Gregory was CEO at Exterion Media providing leadership for their operations, setting the strategic direction and framework for their growth. He was also Managing Director of Telefónica Digital’s global advertising business, providing leadership to new, developing and established media businesses across the globe. Prior to this role Gregory worked with the UK Executive team to help transform O2 from a ‘pure play’ Telco into a leading connectivity service brand, widely acknowledged as the leader amongst its peer group in the UK. Gregory also underpinned the launch of Priority Moments in the UK, now rolled out into other countries across Telefónica.

Prior to this Gregory was Chief Executive of Blyk. He worked alongside Pekka Ala-Pietilä, the former president of Nokia to launch the world's first advertiser funded mobile network. He was also responsible for the strategy and fundraising of the UK business. Before moving into mobile, he was Director of New media at Telegraph Media Group where he is widely credited for spearheading the transformation of The Telegraph from a newspaper into a fully integrated 24/7 multimedia group. Telegraph Media Group won a range of Awards and is widely credited as a leader of change within the newspaper industry.
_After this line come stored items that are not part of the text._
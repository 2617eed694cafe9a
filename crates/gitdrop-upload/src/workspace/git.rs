//! Hardened `git` subprocess runner.

use std::ffi::OsStr;
use std::path::{Path, PathBuf};
use std::process::Stdio;
use std::time::Duration;

use tokio::process::Command;

use crate::credentials::AuthContext;

/// Per-invocation overrides that keep git from consulting helpers, prompts,
/// hooks, or guessed identities.
const HARDENING: [&str; 8] = [
    "-c",
    "credential.helper=",
    "-c",
    "core.askpass=",
    "-c",
    "user.useConfigOnly=true",
    "-c",
    "core.hooksPath=/dev/null",
];

/// `GIT_SSH_COMMAND` for operations without an SSH identity.
const BATCH_SSH: &str = "ssh -o BatchMode=yes";

/// How git is invoked for every workspace operation.
#[derive(Debug, Clone, PartialEq, Eq)]
pub struct GitSettings {
    /// The `git` executable, resolved through `PATH` if relative.
    pub binary: PathBuf,
    /// Upper bound on clone and push. `None` waits indefinitely.
    pub network_timeout: Option<Duration>,
    /// Parent for workspace and key directories. `None` uses the system
    /// temporary directory.
    pub temp_root: Option<PathBuf>,
}

impl Default for GitSettings {
    fn default() -> Self {
        Self {
            binary: PathBuf::from("git"),
            network_timeout: Some(Duration::from_secs(300)),
            temp_root: None,
        }
    }
}

/// Successful git invocation.
#[derive(Debug)]
pub(crate) struct GitOutput {
    pub(crate) stdout: String,
}

/// A failed git invocation with credentials already redacted.
#[derive(Debug)]
pub(crate) struct GitFailure {
    pub(crate) detail: String,
}

impl GitSettings {
    /// Run `git <args>` in `dir` with a scrubbed environment.
    ///
    /// `auth` supplies the SSH command and redaction for steps that talk to
    /// the remote. `network` applies the configured timeout; local steps run
    /// unbounded.
    pub(crate) async fn run<I, S>(
        &self,
        dir: &Path,
        args: I,
        auth: Option<&AuthContext>,
        network: bool,
    ) -> Result<GitOutput, GitFailure>
    where
        I: IntoIterator<Item = S>,
        S: AsRef<OsStr>,
    {
        let mut cmd = Command::new(&self.binary);

        // Nothing inherited may inject commands (GIT_PROXY_COMMAND,
        // GIT_EXTERNAL_DIFF, GIT_ASKPASS, SSH_ASKPASS, ...).
        cmd.env_clear();
        for key in ["PATH", "HOME", "TMPDIR"] {
            if let Some(value) = std::env::var_os(key) {
                cmd.env(key, value);
            }
        }
        cmd.env("LC_ALL", "C");
        cmd.env("GIT_CONFIG_NOSYSTEM", "1");
        cmd.env("GIT_CONFIG_GLOBAL", "/dev/null");
        cmd.env("GIT_TERMINAL_PROMPT", "0");
        cmd.env(
            "GIT_SSH_COMMAND",
            auth.and_then(AuthContext::ssh_command)
                .unwrap_or_else(|| BATCH_SSH.to_owned()),
        );

        cmd.current_dir(dir);
        cmd.stdin(Stdio::null());
        cmd.stdout(Stdio::piped());
        cmd.stderr(Stdio::piped());
        cmd.kill_on_drop(true);
        cmd.args(HARDENING);

        let args: Vec<_> = args.into_iter().collect();
        let name = args
            .first()
            .map_or_else(String::new, |a| a.as_ref().to_string_lossy().into_owned());
        cmd.args(&args);

        let output = match self.network_timeout.filter(|_| network) {
            Some(limit) => match tokio::time::timeout(limit, cmd.output()).await {
                Ok(result) => result,
                Err(_) => {
                    return Err(GitFailure {
                        detail: format!("git {name} timed out after {}s", limit.as_secs()),
                    });
                },
            },
            None => cmd.output().await,
        }
        .map_err(|e| GitFailure {
            detail: format!("failed to run {}: {e}", self.binary.display()),
        })?;

        if output.status.success() {
            return Ok(GitOutput {
                stdout: String::from_utf8_lossy(&output.stdout).into_owned(),
            });
        }

        let stderr = String::from_utf8_lossy(&output.stderr);
        let detail = if stderr.trim().is_empty() {
            format!("git {name} exited with {}", output.status)
        } else {
            auth.map_or_else(|| stderr.trim().to_owned(), |a| a.redact(stderr.trim()))
        };
        tracing::debug!(command = %name, %detail, "git command failed");
        Err(GitFailure { detail })
    }
}

#[cfg(test)]
mod tests {
    use super::*;

    #[tokio::test]
    async fn captures_stdout() {
        let dir = tempfile::tempdir().unwrap();
        let out = GitSettings::default()
            .run(dir.path(), ["--version"], None, false)
            .await
            .unwrap();
        assert!(out.stdout.starts_with("git version"));
    }

    #[tokio::test]
    async fn failure_is_redacted() {
        let dir = tempfile::tempdir().unwrap();
        let auth = AuthContext::resolve(
            "https://example.invalid/org/repo.git",
            &crate::credentials::Credentials::token("sekrit"),
            crate::provider::Provider::Generic,
            None,
        )
        .unwrap();
        // git echoes the rejected name, URL and all.
        let err = GitSettings::default()
            .run(
                dir.path(),
                ["check-ref-format", "--branch", auth.remote_url()],
                Some(&auth),
                false,
            )
            .await
            .unwrap_err();
        assert!(!err.detail.contains("sekrit"), "{}", err.detail);
    }

    #[tokio::test]
    async fn missing_binary_is_reported() {
        let dir = tempfile::tempdir().unwrap();
        let settings = GitSettings {
            binary: PathBuf::from("/nonexistent/git"),
            ..GitSettings::default()
        };
        let err = settings
            .run(dir.path(), ["status"], None, false)
            .await
            .unwrap_err();
        assert!(err.detail.contains("failed to run"));
    }
}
Additional affiliations and memberships 
Alongside his full-time executive role at Telefónica, Gregory has participated in a number of early stage, start up and interesting businesses. He has been a Non-Executive Director on many Boards, including WEVE, Telefónica's WAYRA, Ocean Outdoor, Bliss Media and Proxama. He has also served on a number of Trade Bodies, including the Advertising Association and has help shape advertising policy in the UK.

References 

English chief executives
Living people
Hult International Business School alumni
Year of birth missing (living people)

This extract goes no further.